Da lese ich doch gerade auf Facebook einen Beitrag aus dem SPÖ-Parlamentsklub:

Wolfgang Sobotka benannte im wiedereröffneten Parlament einen Gang nach dem neoliberalen Ökonomen Friedrich August von Hayek. Konservative und Liberale berufen sich gerne auf seine Theorien. Doch die Ideen des umstrittenen Ökonomen haben sich historisch nicht bewährt.

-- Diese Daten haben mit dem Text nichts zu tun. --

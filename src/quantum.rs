use num_complex::Complex;
use std::collections::BTreeMap;
use std::f64::consts::{FRAC_1_SQRT_2, PI};
use std::sync::Arc;
use std::sync::mpsc::{self, Receiver};
use std::thread;
use tracing::{debug, warn};

use crate::error::SimulationError;
use crate::gate::{GateKind, GatePlacement};
use crate::grid::GridDims;

pub type ComplexF64 = Complex<f64>;

/// Qubit cap of [`StateVectorSimulator::default`]; 2^20 amplitudes.
pub const DEFAULT_MAX_QUBITS: usize = 20;

/// Consumes an immutable snapshot and reports the resulting state.
pub trait Simulator: Send + Sync {
    fn run(&self, dims: GridDims, placements: &[GatePlacement]) -> Result<StateVector, SimulationError>;
}

#[derive(Clone, Debug, PartialEq)]
pub struct StateVector {
    pub amplitudes: Vec<ComplexF64>,
    pub num_qubits: usize,
}

impl StateVector {
    pub fn new(num_qubits: usize) -> Self {
        let n = 1 << num_qubits;
        let mut amplitudes = vec![ComplexF64::new(0.0, 0.0); n];
        amplitudes[0] = ComplexF64::new(1.0, 0.0);
        Self {
            amplitudes,
            num_qubits,
        }
    }

    pub fn apply(&mut self, gate: &GatePlacement) {
        let q = gate.qubit();
        let theta = gate.parameter().unwrap_or(0.0);
        match (gate.kind(), gate.target_qubit()) {
            (GateKind::H, _) => self.apply_h(q),
            (GateKind::X, _) => self.apply_x(q),
            (GateKind::Y, _) => self.apply_y(q),
            (GateKind::Z, _) => self.apply_phase(q, PI),
            (GateKind::S, _) => self.apply_phase(q, PI / 2.0),
            (GateKind::Sdg, _) => self.apply_phase(q, -PI / 2.0),
            (GateKind::T, _) => self.apply_phase(q, PI / 4.0),
            (GateKind::Tdg, _) => self.apply_phase(q, -PI / 4.0),
            (GateKind::Sx, _) => self.apply_sx(q),
            (GateKind::Rx, _) => self.apply_rx(q, theta),
            (GateKind::Ry, _) => self.apply_ry(q, theta),
            (GateKind::Rz, _) => self.apply_rz(q, theta),
            (GateKind::P, _) => self.apply_phase(q, theta),
            (GateKind::Cx, Some(t)) => self.apply_controlled(q, t, |s, t| s.apply_x(t)),
            (GateKind::Cy, Some(t)) => self.apply_controlled(q, t, |s, t| s.apply_y(t)),
            (GateKind::Ch, Some(t)) => self.apply_controlled(q, t, |s, t| s.apply_h(t)),
            (GateKind::Cz, Some(t)) => self.apply_cz(q, t),
            (GateKind::Swap, Some(t)) => self.apply_swap(q, t),
            // Terminal measurement is implied by the distribution.
            (GateKind::Measure, _) => {}
            (_, None) => {}
        }
    }

    /// Applies a single-qubit 2x2 matrix `[[a, b], [c, d]]`.
    fn apply_matrix(&mut self, q: usize, m: [ComplexF64; 4]) {
        let bit = 1 << q;
        for i in 0..self.amplitudes.len() {
            if (i & bit) == 0 {
                let j = i | bit;
                let (a0, a1) = (self.amplitudes[i], self.amplitudes[j]);
                self.amplitudes[i] = m[0] * a0 + m[1] * a1;
                self.amplitudes[j] = m[2] * a0 + m[3] * a1;
            }
        }
    }

    fn apply_h(&mut self, q: usize) {
        let h = ComplexF64::new(FRAC_1_SQRT_2, 0.0);
        self.apply_matrix(q, [h, h, h, -h]);
    }

    fn apply_x(&mut self, q: usize) {
        let bit = 1 << q;
        for i in 0..self.amplitudes.len() {
            if (i & bit) == 0 {
                self.amplitudes.swap(i, i | bit);
            }
        }
    }

    fn apply_y(&mut self, q: usize) {
        let zero = ComplexF64::new(0.0, 0.0);
        let i_comp = ComplexF64::new(0.0, 1.0);
        self.apply_matrix(q, [zero, -i_comp, i_comp, zero]);
    }

    fn apply_sx(&mut self, q: usize) {
        let p = ComplexF64::new(0.5, 0.5);
        let m = ComplexF64::new(0.5, -0.5);
        self.apply_matrix(q, [p, m, m, p]);
    }

    /// diag(1, e^{i·theta}); Z, S, T and P are all of this form.
    fn apply_phase(&mut self, q: usize, theta: f64) {
        let bit = 1 << q;
        let factor = ComplexF64::from_polar(1.0, theta);
        for (i, amp) in self.amplitudes.iter_mut().enumerate() {
            if (i & bit) != 0 {
                *amp *= factor;
            }
        }
    }

    fn apply_rx(&mut self, q: usize, theta: f64) {
        let c = ComplexF64::new((theta / 2.0).cos(), 0.0);
        let js = ComplexF64::new(0.0, -(theta / 2.0).sin());
        self.apply_matrix(q, [c, js, js, c]);
    }

    fn apply_ry(&mut self, q: usize, theta: f64) {
        let c = ComplexF64::new((theta / 2.0).cos(), 0.0);
        let s = ComplexF64::new((theta / 2.0).sin(), 0.0);
        self.apply_matrix(q, [c, -s, s, c]);
    }

    fn apply_rz(&mut self, q: usize, theta: f64) {
        let bit = 1 << q;
        let phase = ComplexF64::from_polar(1.0, theta / 2.0);
        for (i, amp) in self.amplitudes.iter_mut().enumerate() {
            if (i & bit) != 0 {
                *amp *= phase;
            } else {
                *amp *= phase.conj();
            }
        }
    }

    /// Applies `op` to `target` on the subspace where `control` is 1.
    fn apply_controlled(&mut self, control: usize, target: usize, op: impl Fn(&mut StateVector, usize)) {
        let c_bit = 1 << control;
        let mut branch = self.clone();
        op(&mut branch, target);
        for (i, amp) in self.amplitudes.iter_mut().enumerate() {
            if (i & c_bit) != 0 {
                *amp = branch.amplitudes[i];
            }
        }
    }

    fn apply_cz(&mut self, control: usize, target: usize) {
        let mask = (1 << control) | (1 << target);
        for (i, amp) in self.amplitudes.iter_mut().enumerate() {
            if (i & mask) == mask {
                *amp = -*amp;
            }
        }
    }

    fn apply_swap(&mut self, q1: usize, q2: usize) {
        let bit1 = 1 << q1;
        let bit2 = 1 << q2;
        for i in 0..self.amplitudes.len() {
            if (i & bit1) != 0 && (i & bit2) == 0 {
                let j = (i & !bit1) | bit2;
                self.amplitudes.swap(i, j);
            }
        }
    }

    /// Measurement outcome probabilities keyed by bitstring, qubit `n-1`
    /// leftmost. Outcomes with negligible probability are omitted.
    pub fn distribution(&self) -> BTreeMap<String, f64> {
        self.amplitudes
            .iter()
            .enumerate()
            .filter_map(|(i, amp)| {
                let prob = amp.norm_sqr();
                (prob > 1e-12).then(|| (format_bitstring(i, self.num_qubits), prob))
            })
            .collect()
    }

    pub fn qubit_probabilities(&self) -> Vec<QubitProbability> {
        let mut probs = vec![QubitProbability::default(); self.num_qubits];
        for (i, amp) in self.amplitudes.iter().enumerate() {
            let prob = amp.norm_sqr();
            for (q, p) in probs.iter_mut().enumerate() {
                if (i & (1 << q)) != 0 {
                    p.prob1 += prob;
                } else {
                    p.prob0 += prob;
                }
            }
        }
        probs
    }

    /// Bloch vector `(x, y, z)` of the reduced state of `qubit`.
    pub fn bloch_vector(&self, qubit: usize) -> [f64; 3] {
        let bit = 1 << qubit;
        let mut rho01 = ComplexF64::new(0.0, 0.0);
        let mut p0 = 0.0;
        let mut p1 = 0.0;
        for (i, amp) in self.amplitudes.iter().enumerate() {
            if (i & bit) == 0 {
                p0 += amp.norm_sqr();
                rho01 += amp * self.amplitudes[i | bit].conj();
            } else {
                p1 += amp.norm_sqr();
            }
        }
        [2.0 * rho01.re, -2.0 * rho01.im, p0 - p1]
    }
}

pub fn format_bitstring(state: usize, num_qubits: usize) -> String {
    (0..num_qubits)
        .rev()
        .map(|i| if state & (1 << i) != 0 { '1' } else { '0' })
        .collect()
}

#[derive(Clone, Debug, Default)]
pub struct QubitProbability {
    pub prob0: f64,
    pub prob1: f64,
}

/// Dense state-vector simulator.
#[derive(Clone, Debug)]
pub struct StateVectorSimulator {
    pub max_qubits: usize,
}

impl Default for StateVectorSimulator {
    fn default() -> Self {
        Self {
            max_qubits: DEFAULT_MAX_QUBITS,
        }
    }
}

impl Simulator for StateVectorSimulator {
    fn run(&self, dims: GridDims, placements: &[GatePlacement]) -> Result<StateVector, SimulationError> {
        if dims.num_qubits > self.max_qubits {
            return Err(SimulationError::TooManyQubits {
                num_qubits: dims.num_qubits,
                max: self.max_qubits,
            });
        }
        let mut gates: Vec<&GatePlacement> = placements.iter().collect();
        gates.sort_by_key(|g| g.canonical_key());

        let mut state = StateVector::new(dims.num_qubits);
        for gate in gates {
            if gate.qubits().any(|q| q >= dims.num_qubits) {
                return Err(SimulationError::InvalidCircuit(format!(
                    "{} at step {} touches a qubit outside the {}-qubit register",
                    gate.kind(),
                    gate.step(),
                    dims.num_qubits
                )));
            }
            state.apply(gate);
        }
        debug!(qubits = dims.num_qubits, gates = placements.len(), "simulated circuit");
        Ok(state)
    }
}

/// Runs `simulator` on a background thread. The caller keeps ownership of its
/// model; the worker only sees the owned snapshot.
pub fn spawn_simulation<S>(
    simulator: Arc<S>,
    dims: GridDims,
    snapshot: Vec<GatePlacement>,
) -> Receiver<Result<StateVector, SimulationError>>
where
    S: Simulator + ?Sized + 'static,
{
    let (tx, rx) = mpsc::channel();
    thread::spawn(move || {
        let result = simulator.run(dims, &snapshot);
        if tx.send(result).is_err() {
            warn!("simulation result dropped, receiver gone");
        }
    });
    rx
}

#[cfg(test)]
mod tests {
    use super::*;

    fn run(q: usize, gates: Vec<GatePlacement>) -> StateVector {
        StateVectorSimulator::default()
            .run(GridDims::new(q, 8).unwrap(), &gates)
            .unwrap()
    }

    fn close(a: f64, b: f64) -> bool {
        (a - b).abs() < 1e-9
    }

    #[test]
    fn hadamard_gives_even_split() {
        let s = run(1, vec![GatePlacement::single(GateKind::H, 0, 0).unwrap()]);
        let d = s.distribution();
        assert!(close(d["0"], 0.5) && close(d["1"], 0.5));
        let [x, y, z] = s.bloch_vector(0);
        assert!(close(x, 1.0) && close(y, 0.0) && close(z, 0.0));
    }

    #[test]
    fn bell_state_is_correlated() {
        let s = run(
            2,
            vec![
                GatePlacement::single(GateKind::H, 0, 0).unwrap(),
                GatePlacement::controlled(GateKind::Cx, 0, 1, 1).unwrap(),
                GatePlacement::single(GateKind::Measure, 0, 2).unwrap(),
            ],
        );
        let d = s.distribution();
        assert_eq!(d.keys().collect::<Vec<_>>(), vec!["00", "11"]);
        assert!(close(d["00"], 0.5));
    }

    #[test]
    fn bitstrings_put_highest_qubit_first() {
        let s = run(3, vec![GatePlacement::single(GateKind::X, 0, 0).unwrap()]);
        assert_eq!(s.distribution().keys().next().map(String::as_str), Some("001"));
        let probs = s.qubit_probabilities();
        assert!(close(probs[0].prob1, 1.0) && close(probs[2].prob0, 1.0));
    }

    #[test]
    fn sx_squared_is_x() {
        let s = run(
            1,
            vec![
                GatePlacement::single(GateKind::Sx, 0, 0).unwrap(),
                GatePlacement::single(GateKind::Sx, 0, 1).unwrap(),
            ],
        );
        assert!(close(s.distribution()["1"], 1.0));
    }

    #[test]
    fn ry_and_phase_set_bloch_direction() {
        let s = run(
            1,
            vec![
                GatePlacement::rotation(GateKind::Ry, 0, 0, PI / 2.0).unwrap(),
                GatePlacement::single(GateKind::S, 0, 1).unwrap(),
            ],
        );
        let [x, y, z] = s.bloch_vector(0);
        assert!(close(x, 0.0) && close(y, 1.0) && close(z, 0.0));
    }

    #[test]
    fn controlled_gates_respect_control() {
        let s = run(2, vec![GatePlacement::controlled(GateKind::Ch, 0, 1, 0).unwrap()]);
        assert!(close(s.distribution()["00"], 1.0));
        let s = run(
            2,
            vec![
                GatePlacement::single(GateKind::X, 1, 0).unwrap(),
                GatePlacement::controlled(GateKind::Swap, 0, 1, 1).unwrap(),
                GatePlacement::controlled(GateKind::Cy, 1, 0, 2).unwrap(),
            ],
        );
        assert!(close(s.distribution()["01"], 1.0));
    }

    #[test]
    fn too_many_qubits_is_reported() {
        let sim = StateVectorSimulator { max_qubits: 2 };
        assert_eq!(
            sim.run(GridDims::new(3, 1).unwrap(), &[]),
            Err(SimulationError::TooManyQubits { num_qubits: 3, max: 2 })
        );
    }

    #[test]
    fn background_run_delivers_result() {
        let rx = spawn_simulation(
            Arc::new(StateVectorSimulator::default()),
            GridDims::new(1, 1).unwrap(),
            vec![GatePlacement::single(GateKind::X, 0, 0).unwrap()],
        );
        let state = rx.recv().unwrap().unwrap();
        assert!(close(state.distribution()["1"], 1.0));
    }
}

Auch Hayeks Menschenbild ist problematisch: Er ordnete alles dem Nutzen der Wirtschaft unter und unterstützte die Militärdiktatur in Chile.

Und weil mir in diesem zitierten Beitrag die Information fehlte, dass der Österreicher Hayek 1974 den Wirtschaftsnobelpreis bekam, suchte ich sofort den gesamten Artikel im Internet: Sobotka benennt Gang im Parlament nach Militärdiktatur-Unterstützer Hayek (kontrast.at).

Und dort steht das schon korrekt als Tatsache, nicht korrekt aber in der subtilen Abwertung der Person durch den hämischen Hinweis, dass er den Preis mit dem Schweden Gunnar Myrdal, der konträre Perspektiven vertrat, „teilen musste“. Ich sehe das eher als Zeichen der Anerkennung oppositioneller Denkleistungen – nicht politischer Programme (für die sich Myrdal engagierte) – denn da geht es um Wissenschaft, auch wenn diese dann oft Basis für Wirtschaftsprogramme liefert (und die Hintergründe lasse ich mal außen vor). Mir gefällt vieles auch nicht – aber über Geschmäcker lässt sich bekanntlich nicht streiten – und ich mag nicht mediale Vorbilder wie Dieter Bohlen als Juror (nicht als Musiker) nachspielen (der ja für diese „Rolle“ als „ugly“ bestens bezahlt wird). Es würde meine Seele vergiften – und die anderer sowieso.

Mir ist Hayek natürlich geläufig – denn zur Zeit meines Jusstudiums 1962 bis 1966 – in dem damals dominant auch Volkswirtschaftslehre enthalten war – wurde Hayeks Buch vom „Weg zur Knechtschaft“ (1943) in der Auseinandersetzung mit Student:innen der Hochschule für Welthandel (heute Wirtschaftsuniversität) heiß diskutiert. Die nachfolgende Geschichte der Sowjetunion hat seine Sicht auf diese Art von Sozialismus bestätigt – und in dieser Kontrastierung sollte man auch seine Überlegungen gewichten. Er war alles andere als Vertreter einer sozialen Marktwirtschaft und schon gar kein Sozialreformer. Er blickte nicht „nach unten“, sondern „in die Weite“. Aber Meinungsfreiheit gilt als Menschenrecht. Bei uns. Zumindest noch.

Zur Meinungsfreiheit gehört auch, auf nationale Nobelpreisträger:innen stolz sein zu dürfen – oder andere große Söhne UND Töchter.  Und es gehört zur Meinungsfreiheit, diesen Stolz nicht zu teilen.

Was aber nicht zur Meinungsfreiheit – Artikel 10 der Europäischen Menschenrechtskonvention – gehört, ist die Unterdrückung unwillkommener Gegenäußerungen oder Handlungen, wie sie durch die zunehmende Usance der sogenannten cancel culture (Cancel Culture – Wikipedia) toleriert wird.

Intoleranz zu tolerieren, ist Unterstützung des Beginns von Gewalt. Deswegen wünsche ich mir für die Zukunft gewaltfreie – und damit auch wahlkampffreie – Parlamente und Sitzungssäle, und sachliche Kritik statt persönlicher Attacken. Es genügt doch zu sagen, „Ich bin mit … nicht einverstanden“. Oder zu fragen: „Welche Motive hatten Sie, … zu machen?“

Es gibt einen Witz, da fragt ein Mann auf einer Party einen Psychiater, „Herr Doktor – bin ich normal?“ und der antwortet: „Kommen Sie übermorgen in meine Ordination – ich werd schon was finden!“ Wir finden immer etwas, wenn wir suchen – das gehört zur selektiven (auswählenden) Aufmerksamkeit, und je routinierter wir so etwas als Beruf (wie z. B. Detektive, Analytiker und Analysten oder Lehrkräfte) oder Hobbynörgler (generisches Maskulinum!) eingeübt haben, desto schneller gelingt es – so wie der Volksmund sagt: Ein Dieb sieht auch bei einem Heiligen nur die Taschen.